◆ **AIM OF THE EXERCISE**:
Filter the records below and copy every line containing the word "EmbeddedNode".

Saved entries

────────────────

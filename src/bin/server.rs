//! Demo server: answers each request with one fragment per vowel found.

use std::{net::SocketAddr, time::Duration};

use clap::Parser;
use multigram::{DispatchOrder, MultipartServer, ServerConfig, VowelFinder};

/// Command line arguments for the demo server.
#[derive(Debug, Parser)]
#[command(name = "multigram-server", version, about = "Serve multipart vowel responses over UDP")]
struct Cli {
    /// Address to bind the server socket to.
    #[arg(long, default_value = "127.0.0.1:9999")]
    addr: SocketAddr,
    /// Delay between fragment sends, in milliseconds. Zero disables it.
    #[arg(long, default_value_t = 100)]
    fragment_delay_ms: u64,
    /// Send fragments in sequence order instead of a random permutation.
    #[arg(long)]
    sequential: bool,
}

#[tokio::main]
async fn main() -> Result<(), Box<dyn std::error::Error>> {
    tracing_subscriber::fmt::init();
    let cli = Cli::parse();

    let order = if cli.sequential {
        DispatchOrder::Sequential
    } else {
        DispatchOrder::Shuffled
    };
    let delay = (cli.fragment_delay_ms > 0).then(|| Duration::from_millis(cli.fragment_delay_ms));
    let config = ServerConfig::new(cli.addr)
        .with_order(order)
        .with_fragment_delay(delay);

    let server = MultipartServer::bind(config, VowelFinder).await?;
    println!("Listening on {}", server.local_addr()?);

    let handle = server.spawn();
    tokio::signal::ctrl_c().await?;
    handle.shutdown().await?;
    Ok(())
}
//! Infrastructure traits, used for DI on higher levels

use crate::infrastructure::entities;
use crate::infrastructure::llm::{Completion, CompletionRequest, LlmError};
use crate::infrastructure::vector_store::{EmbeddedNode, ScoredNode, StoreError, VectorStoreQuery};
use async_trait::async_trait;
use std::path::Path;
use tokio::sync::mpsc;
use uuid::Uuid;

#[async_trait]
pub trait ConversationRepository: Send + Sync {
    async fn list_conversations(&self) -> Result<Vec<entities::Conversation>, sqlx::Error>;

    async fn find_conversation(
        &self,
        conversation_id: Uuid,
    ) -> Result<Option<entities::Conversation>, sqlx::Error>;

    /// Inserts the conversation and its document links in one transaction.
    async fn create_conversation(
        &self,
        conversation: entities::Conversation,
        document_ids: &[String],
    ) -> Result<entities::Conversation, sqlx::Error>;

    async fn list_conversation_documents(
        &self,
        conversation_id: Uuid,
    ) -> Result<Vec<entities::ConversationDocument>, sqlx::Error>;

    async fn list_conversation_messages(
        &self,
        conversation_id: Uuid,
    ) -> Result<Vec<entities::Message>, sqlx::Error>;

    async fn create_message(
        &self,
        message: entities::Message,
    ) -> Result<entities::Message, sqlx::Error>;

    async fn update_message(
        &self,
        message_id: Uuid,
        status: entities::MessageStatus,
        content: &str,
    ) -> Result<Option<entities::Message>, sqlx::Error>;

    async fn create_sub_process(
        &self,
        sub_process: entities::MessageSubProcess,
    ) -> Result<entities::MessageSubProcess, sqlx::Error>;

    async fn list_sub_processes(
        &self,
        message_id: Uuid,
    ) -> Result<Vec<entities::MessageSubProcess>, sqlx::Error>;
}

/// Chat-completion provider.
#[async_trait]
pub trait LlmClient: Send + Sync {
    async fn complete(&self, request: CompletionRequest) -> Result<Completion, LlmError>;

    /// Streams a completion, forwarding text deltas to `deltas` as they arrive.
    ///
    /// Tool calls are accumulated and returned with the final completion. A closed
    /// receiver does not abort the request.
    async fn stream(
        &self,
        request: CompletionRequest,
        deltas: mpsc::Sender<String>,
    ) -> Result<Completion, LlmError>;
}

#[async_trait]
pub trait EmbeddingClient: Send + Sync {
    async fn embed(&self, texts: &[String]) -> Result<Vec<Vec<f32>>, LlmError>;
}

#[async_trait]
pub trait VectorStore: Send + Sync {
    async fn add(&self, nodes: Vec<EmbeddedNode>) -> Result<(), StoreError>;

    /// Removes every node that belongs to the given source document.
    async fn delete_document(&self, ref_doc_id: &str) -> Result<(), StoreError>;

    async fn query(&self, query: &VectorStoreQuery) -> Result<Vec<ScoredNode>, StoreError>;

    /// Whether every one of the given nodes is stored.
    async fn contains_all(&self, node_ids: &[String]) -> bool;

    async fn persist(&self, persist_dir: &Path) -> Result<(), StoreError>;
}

────────────────

◆ **SOLUTION FOR THIS EXERCISE**:
use crate::infrastructure::vector_store::{EmbeddedNode, ScoredNode, StoreError, VectorStoreQuery};
    async fn add(&self, nodes: Vec<EmbeddedNode>) -> Result<(), StoreError>;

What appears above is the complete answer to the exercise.